FR: What forms does that service take?

All service needs to be based in the real world, so we tend towards over delivery and never overpromise. However, the totality of the Landbay service is based round the quality of our team and the technology that backs up the process. So externally, we have experienced account managers, whose role it is to take the Landbay message to our adviser partners and encourage them to place their cases with us. We work very hard to develop those relationships and have found that once a broker uses us once, they will do again. Internally, we have a strong underwriting team, who will look at all enquiries holistically so as to take into account all the circumstances around a case before making a decision. Our internal sales team continue building on the work of our external account managers by supporting advisers with any enquiries they might have prior to submitting the application, from checking Landbay’s criteria to advice on how to use our systems.

You are in a crowded marketplace, what do you see as the key differentiator that you bring to the market?

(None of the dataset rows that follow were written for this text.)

//! Studio configuration.
//!
//! Values come from built-in defaults, then an optional JSON file, then
//! `SKETCHSTUDIO_*` environment variables.

use crate::color::Color;
use crate::scene::{DEFAULT_BACKGROUND, MAX_CANVAS_SIDE};
use crate::surface::{DEFAULT_HEIGHT, DEFAULT_WIDTH};
use crate::tools::TEXT_REENTRY_GUARD;
use serde::{Deserialize, Serialize};
use std::path::{Path, PathBuf};
use std::time::Duration;
use thiserror::Error;
use url::Url;

/// Prefix shared by all environment overrides.
pub const ENV_PREFIX: &str = "SKETCHSTUDIO_";

/// Endpoint of a locally running generation proxy.
pub const DEFAULT_ENDPOINT: &str = "http://127.0.0.1:3030/api/generate-design";

/// Configuration errors.
#[derive(Debug, Error)]
pub enum ConfigError {
    #[error("IO error: {0}")]
    Io(#[from] std::io::Error),
    #[error("invalid config JSON: {0}")]
    Json(#[from] serde_json::Error),
    #[error("invalid endpoint URL {url:?}: {source}")]
    InvalidEndpoint {
        url: String,
        #[source]
        source: url::ParseError,
    },
    #[error("invalid value for {key}: {value:?}")]
    InvalidValue { key: String, value: String },
    #[error("{0}")]
    Validation(String),
}

/// Result type for configuration operations.
pub type ConfigResult<T> = Result<T, ConfigError>;

/// Settings shared by the sketchpad, the exporter and the generation client.
#[derive(Debug, Clone, PartialEq, Serialize, Deserialize)]
#[serde(default)]
pub struct StudioConfig {
    pub canvas_width: u32,
    pub canvas_height: u32,
    pub background: Color,
    /// Generation endpoint accepting `{prompt, sketchImage}`.
    pub endpoint: String,
    pub poll_interval_ms: u64,
    /// Re-entry guard for the text tool.
    pub text_guard_ms: u64,
    pub stroke_width: f64,
}

impl Default for StudioConfig {
    fn default() -> Self {
        Self {
            canvas_width: DEFAULT_WIDTH,
            canvas_height: DEFAULT_HEIGHT,
            background: DEFAULT_BACKGROUND,
            endpoint: DEFAULT_ENDPOINT.to_string(),
            poll_interval_ms: 2000,
            text_guard_ms: TEXT_REENTRY_GUARD.as_millis() as u64,
            stroke_width: 5.0,
        }
    }
}

impl StudioConfig {
    /// Load a config file. Missing keys keep their defaults.
    pub fn load(path: &Path) -> ConfigResult<Self> {
        let content = std::fs::read_to_string(path)?;
        let config: Self = serde_json::from_str(&content)?;
        config.validate()?;
        Ok(config)
    }

    pub fn save(&self, path: &Path) -> ConfigResult<()> {
        self.validate()?;
        if let Some(parent) = path.parent() {
            std::fs::create_dir_all(parent)?;
        }
        std::fs::write(path, serde_json::to_string_pretty(self)?)?;
        Ok(())
    }

    /// `<config dir>/sketchstudio/config.json`, if the platform has one.
    pub fn default_path() -> Option<PathBuf> {
        dirs::config_dir().map(|dir| dir.join("sketchstudio").join("config.json"))
    }

    /// Defaults, overlaid with the default config file when present, then
    /// with the process environment.
    pub fn load_default() -> ConfigResult<Self> {
        let mut config = match Self::default_path() {
            Some(path) if path.exists() => {
                log::debug!("loading config from {}", path.display());
                Self::load(&path)?
            }
            _ => Self::default(),
        };
        config.apply_overrides(|key| std::env::var(key).ok())?;
        Ok(config)
    }

    /// Apply `SKETCHSTUDIO_*` overrides read through `lookup`.
    pub fn apply_overrides(
        &mut self,
        lookup: impl Fn(&str) -> Option<String>,
    ) -> ConfigResult<()> {
        let get = |name: &str| {
            let key = format!("{ENV_PREFIX}{name}");
            lookup(&key).map(|value| (key, value))
        };

        if let Some((_, value)) = get("ENDPOINT") {
            self.endpoint = value;
        }
        if let Some((key, value)) = get("CANVAS_WIDTH") {
            self.canvas_width = parse_value(&key, &value)?;
        }
        if let Some((key, value)) = get("CANVAS_HEIGHT") {
            self.canvas_height = parse_value(&key, &value)?;
        }
        if let Some((key, value)) = get("BACKGROUND") {
            self.background = parse_value(&key, &value)?;
        }
        if let Some((key, value)) = get("POLL_INTERVAL_MS") {
            self.poll_interval_ms = parse_value(&key, &value)?;
        }
        if let Some((key, value)) = get("TEXT_GUARD_MS") {
            self.text_guard_ms = parse_value(&key, &value)?;
        }
        if let Some((key, value)) = get("STROKE_WIDTH") {
            self.stroke_width = parse_value(&key, &value)?;
        }
        self.validate()
    }

    pub fn validate(&self) -> ConfigResult<()> {
        let in_range = |side: u32| (1..=MAX_CANVAS_SIDE).contains(&side);
        if !in_range(self.canvas_width) || !in_range(self.canvas_height) {
            return Err(ConfigError::Validation(format!(
                "canvas dimensions must be between 1 and {}",
                MAX_CANVAS_SIDE
            )));
        }
        if self.poll_interval_ms == 0 {
            return Err(ConfigError::Validation(
                "poll interval must be > 0".to_string(),
            ));
        }
        if self.stroke_width.is_nan() || self.stroke_width <= 0.0 {
            return Err(ConfigError::Validation(
                "stroke width must be > 0".to_string(),
            ));
        }
        self.endpoint_url()?;
        Ok(())
    }

    pub fn endpoint_url(&self) -> ConfigResult<Url> {
        Url::parse(&self.endpoint).map_err(|source| ConfigError::InvalidEndpoint {
            url: self.endpoint.clone(),
            source,
        })
    }

    pub fn poll_interval(&self) -> Duration {
        Duration::from_millis(self.poll_interval_ms)
    }

    pub fn text_guard(&self) -> Duration {
        Duration::from_millis(self.text_guard_ms)
    }
}

fn parse_value<T: std::str::FromStr>(key: &str, value: &str) -> ConfigResult<T> {
    value.trim().parse().map_err(|_| ConfigError::InvalidValue {
        key: key.to_string(),
        value: value.to_string(),
    })
}

#[cfg(test)]
mod tests {
    use super::*;
    use std::collections::HashMap;

    #[test]
    fn test_defaults() {
        let config = StudioConfig::default();
        assert_eq!(config.canvas_width, 800);
        assert_eq!(config.canvas_height, 600);
        assert_eq!(config.background, Color::WHITE);
        assert_eq!(config.poll_interval(), Duration::from_secs(2));
        assert_eq!(config.text_guard(), Duration::from_millis(500));
        assert!(config.validate().is_ok());
    }

    #[test]
    fn test_load_partial_file() {
        let dir = tempfile::tempdir().unwrap();
        let path = dir.path().join("config.json");
        std::fs::write(&path, r##"{"canvas_width": 1024, "background": "#fafafa"}"##).unwrap();

        let config = StudioConfig::load(&path).unwrap();
        assert_eq!(config.canvas_width, 1024);
        assert_eq!(config.canvas_height, 600);
        assert_eq!(config.background, Color::rgb(0xfa, 0xfa, 0xfa));
    }

    #[test]
    fn test_save_then_load() {
        let dir = tempfile::tempdir().unwrap();
        let path = dir.path().join("nested").join("config.json");
        let config = StudioConfig {
            poll_interval_ms: 250,
            ..StudioConfig::default()
        };
        config.save(&path).unwrap();
        assert_eq!(StudioConfig::load(&path).unwrap(), config);
    }

    #[test]
    fn test_env_overrides() {
        let env: HashMap<&str, &str> = [
            ("SKETCHSTUDIO_ENDPOINT", "https://studio.example/api/generate-design"),
            ("SKETCHSTUDIO_POLL_INTERVAL_MS", "750"),
            ("SKETCHSTUDIO_BACKGROUND", "#000"),
        ]
        .into_iter()
        .collect();

        let mut config = StudioConfig::default();
        config
            .apply_overrides(|key| env.get(key).map(|v| v.to_string()))
            .unwrap();
        assert_eq!(config.endpoint, "https://studio.example/api/generate-design");
        assert_eq!(config.poll_interval_ms, 750);
        assert_eq!(config.background, Color::BLACK);
    }

    #[test]
    fn test_bad_override_is_reported() {
        let mut config = StudioConfig::default();
        let err = config
            .apply_overrides(|key| (key == "SKETCHSTUDIO_CANVAS_WIDTH").then(|| "wide".to_string()))
            .unwrap_err();
        assert!(matches!(err, ConfigError::InvalidValue { .. }));
    }

    #[test]
    fn test_invalid_endpoint() {
        let config = StudioConfig {
            endpoint: "not a url".to_string(),
            ..StudioConfig::default()
        };
        assert!(matches!(
            config.validate(),
            Err(ConfigError::InvalidEndpoint { .. })
        ));
    }
}
//! RGBA colors and CSS color parsing.

use serde::{Deserialize, Serialize};
use std::fmt;
use std::str::FromStr;
use thiserror::Error;

/// Swatches offered by the stroke and fill pickers.
pub const PALETTE: [Color; 8] = [
    Color::rgb(0x00, 0x00, 0x00),
    Color::rgb(0xFF, 0x6B, 0x6B),
    Color::rgb(0x4E, 0xCD, 0xC4),
    Color::rgb(0x45, 0xB7, 0xD1),
    Color::rgb(0xFF, 0xE6, 0x6D),
    Color::rgb(0xA8, 0xE6, 0xCF),
    Color::rgb(0xFF, 0x8B, 0x94),
    Color::rgb(0xFF, 0xA0, 0x7A),
];

/// Error returned when a color string cannot be parsed.
#[derive(Debug, Clone, PartialEq, Eq, Error)]
#[error("invalid color: {0:?}")]
pub struct ColorParseError(pub String);

/// An 8-bit RGBA color. Serialized as a hex string.
#[derive(Debug, Clone, Copy, PartialEq, Eq, Hash, Serialize, Deserialize)]
#[serde(try_from = "String", into = "String")]
pub struct Color {
    pub r: u8,
    pub g: u8,
    pub b: u8,
    pub a: u8,
}

impl Color {
    pub const BLACK: Color = Color::rgb(0, 0, 0);
    pub const WHITE: Color = Color::rgb(255, 255, 255);
    pub const TRANSPARENT: Color = Color::new(0, 0, 0, 0);

    pub const fn new(r: u8, g: u8, b: u8, a: u8) -> Self {
        Self { r, g, b, a }
    }

    pub const fn rgb(r: u8, g: u8, b: u8) -> Self {
        Self::new(r, g, b, 255)
    }

    /// Same color with the alpha channel replaced.
    pub const fn with_alpha(self, a: u8) -> Self {
        Self { a, ..self }
    }

    /// Alpha scaled by `opacity` (clamped to 0..=1).
    pub fn with_opacity(self, opacity: f64) -> Self {
        let alpha = (self.a as f64 * opacity.clamp(0.0, 1.0)).round() as u8;
        self.with_alpha(alpha)
    }

    pub fn is_transparent(&self) -> bool {
        self.a == 0
    }

    /// Interpret this color as a fill: fully transparent means "no fill".
    pub fn into_fill(self) -> Option<Color> {
        (!self.is_transparent()).then_some(self)
    }

    /// Format as `#rrggbb`, or `#rrggbbaa` when not opaque.
    pub fn to_hex(&self) -> String {
        if self.a == 255 {
            format!("#{:02x}{:02x}{:02x}", self.r, self.g, self.b)
        } else {
            format!("#{:02x}{:02x}{:02x}{:02x}", self.r, self.g, self.b, self.a)
        }
    }

    /// Parse a CSS color: `#rgb`, `#rrggbb`, `#rrggbbaa`, `rgb(r, g, b)`,
    /// `rgba(r, g, b, a)` or `transparent`.
    pub fn parse(s: &str) -> Result<Self, ColorParseError> {
        let s = s.trim();
        let err = || ColorParseError(s.to_string());

        if s.eq_ignore_ascii_case("transparent") {
            return Ok(Color::TRANSPARENT);
        }

        if let Some(hex) = s.strip_prefix('#') {
            if !hex.is_ascii() {
                return Err(err());
            }
            let channel = |i: usize| u8::from_str_radix(&hex[i..i + 2], 16).map_err(|_| err());
            return match hex.len() {
                3 => {
                    let mut out = [0u8; 3];
                    for (slot, c) in out.iter_mut().zip(hex.chars()) {
                        let v = c.to_digit(16).ok_or_else(err)? as u8;
                        *slot = v * 17;
                    }
                    Ok(Color::rgb(out[0], out[1], out[2]))
                }
                6 => Ok(Color::rgb(channel(0)?, channel(2)?, channel(4)?)),
                8 => Ok(Color::new(channel(0)?, channel(2)?, channel(4)?, channel(6)?)),
                _ => Err(err()),
            };
        }

        let lower = s.to_ascii_lowercase();
        let (body, has_alpha) = if let Some(rest) = lower.strip_prefix("rgba(") {
            (rest, true)
        } else if let Some(rest) = lower.strip_prefix("rgb(") {
            (rest, false)
        } else {
            return Err(err());
        };
        let body = body.strip_suffix(')').ok_or_else(err)?;
        let parts: Vec<&str> = body.split(',').map(str::trim).collect();
        if parts.len() != if has_alpha { 4 } else { 3 } {
            return Err(err());
        }
        let mut rgb = [0u8; 3];
        for (slot, part) in rgb.iter_mut().zip(&parts) {
            *slot = part.parse::<u8>().map_err(|_| err())?;
        }
        let a = if has_alpha {
            let alpha: f64 = parts[3].parse().map_err(|_| err())?;
            if !(0.0..=1.0).contains(&alpha) {
                return Err(err());
            }
            (alpha * 255.0).round() as u8
        } else {
            255
        };
        Ok(Color::new(rgb[0], rgb[1], rgb[2], a))
    }
}

impl Default for Color {
    fn default() -> Self {
        Color::BLACK
    }
}

impl FromStr for Color {
    type Err = ColorParseError;

    fn from_str(s: &str) -> Result<Self, Self::Err> {
        Color::parse(s)
    }
}

impl TryFrom<String> for Color {
    type Error = ColorParseError;

    fn try_from(s: String) -> Result<Self, Self::Error> {
        Color::parse(&s)
    }
}

impl From<Color> for String {
    fn from(color: Color) -> Self {
        color.to_hex()
    }
}

impl fmt::Display for Color {
    fn fmt(&self, f: &mut fmt::Formatter<'_>) -> fmt::Result {
        f.write_str(&self.to_hex())
    }
}

#[cfg(test)]
mod tests {
    use super::*;

    #[test]
    fn test_parse_hex() {
        assert_eq!(Color::parse("#FF6B6B").unwrap(), Color::rgb(255, 107, 107));
        assert_eq!(Color::parse("#fff").unwrap(), Color::WHITE);
        assert_eq!(
            Color::parse("#00000080").unwrap(),
            Color::new(0, 0, 0, 128)
        );
    }

    #[test]
    fn test_parse_rgba() {
        assert_eq!(Color::parse("rgba(0,0,0,0)").unwrap(), Color::TRANSPARENT);
        assert_eq!(
            Color::parse("rgb(10, 20, 30)").unwrap(),
            Color::rgb(10, 20, 30)
        );
        assert_eq!(
            Color::parse("RGBA(255, 255, 255, 0.5)").unwrap(),
            Color::new(255, 255, 255, 128)
        );
    }

    #[test]
    fn test_parse_rejects_garbage() {
        assert!(Color::parse("#12").is_err());
        assert!(Color::parse("red").is_err());
        assert!(Color::parse("rgba(1,2,3)").is_err());
        assert!(Color::parse("rgba(1,2,3,2)").is_err());
    }

    #[test]
    fn test_transparent_fill_is_none() {
        assert_eq!(Color::TRANSPARENT.into_fill(), None);
        assert_eq!(Color::WHITE.into_fill(), Some(Color::WHITE));
    }

    #[test]
    fn test_hex_roundtrip_text() {
        assert_eq!(Color::rgb(0x45, 0xB7, 0xD1).to_hex(), "#45b7d1");
        assert_eq!(Color::new(1, 2, 3, 4).to_string(), "#01020304");
    }

    #[test]
    fn test_serde_as_hex_string() {
        let json = serde_json::to_string(&Color::rgb(255, 107, 107)).unwrap();
        assert_eq!(json, "\"#ff6b6b\"");
        let back: Color = serde_json::from_str("\"rgba(0,0,0,0)\"").unwrap();
        assert_eq!(back, Color::TRANSPARENT);
        assert!(serde_json::from_str::<Color>("\"nope\"").is_err());
    }
}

Simply turning up and expecting brokers to do business with you without investing in the sector you are involved in, is a philosophy short on heart and long on expectation, in my opinion. At Landbay, we have always believed that we need to invest by way of education and have committed, since our launch, to making sure through seminars, expos and forum debate that we contribute to the overall knowledge and understanding of intermediaries about our sector. Our BDMs do a great job demonstrating why Landbay is a contender for their business, but much of their work is actually in helping advisers feel confident to not only persist with BTL, but also to demonstrate where the opportunities still lie within this important business channel.

FR: Is there still room for specialist lenders, particularly as the high street lenders have greater capacity by dint of their size?

Someone somewhere said that size isn’t everything! In my opinion, the David and Goliath story holds just as true in the lending sphere. Specialist lenders respond to the market’s needs much faster by being able to tune products and pricing much quicker than the high street lenders. Moreover, as we rely so much on our reputation for service, as a specialist lender we are more aware of what our introducers expect from us and consistently try to better our service at every opportunity.

For example, Landbay actively seeks feedback via Feefo for every completed case and we try to have one of the account managers follow up on the initial request with a call. On the odd occasion, we receive a negative comment, we always follow up to see whether we can turn that negative into a positive.

Just by taking the trouble to see how we can improve, our introducers can see how seriously we appreciate their custom. Big banks, just because of their size, by and large, cannot begin to match our drive towards the ‘perfect’ transaction.

FR: Are brokers still positive about the buy-to-let market, given what has happened to restrict tax relief and affordability?

Our analysis shows that there is still plenty of business for brokers in the buy-to-let space. We aim to highlight areas where we see opportunities, be they in the use of limited company status to minimise tax liability for example, or through regular inventory of existing client banks to ignite conversations over potential investment opportunities or for the need to consider remortgaging existing portfolios to help maximise returns and minimise costs.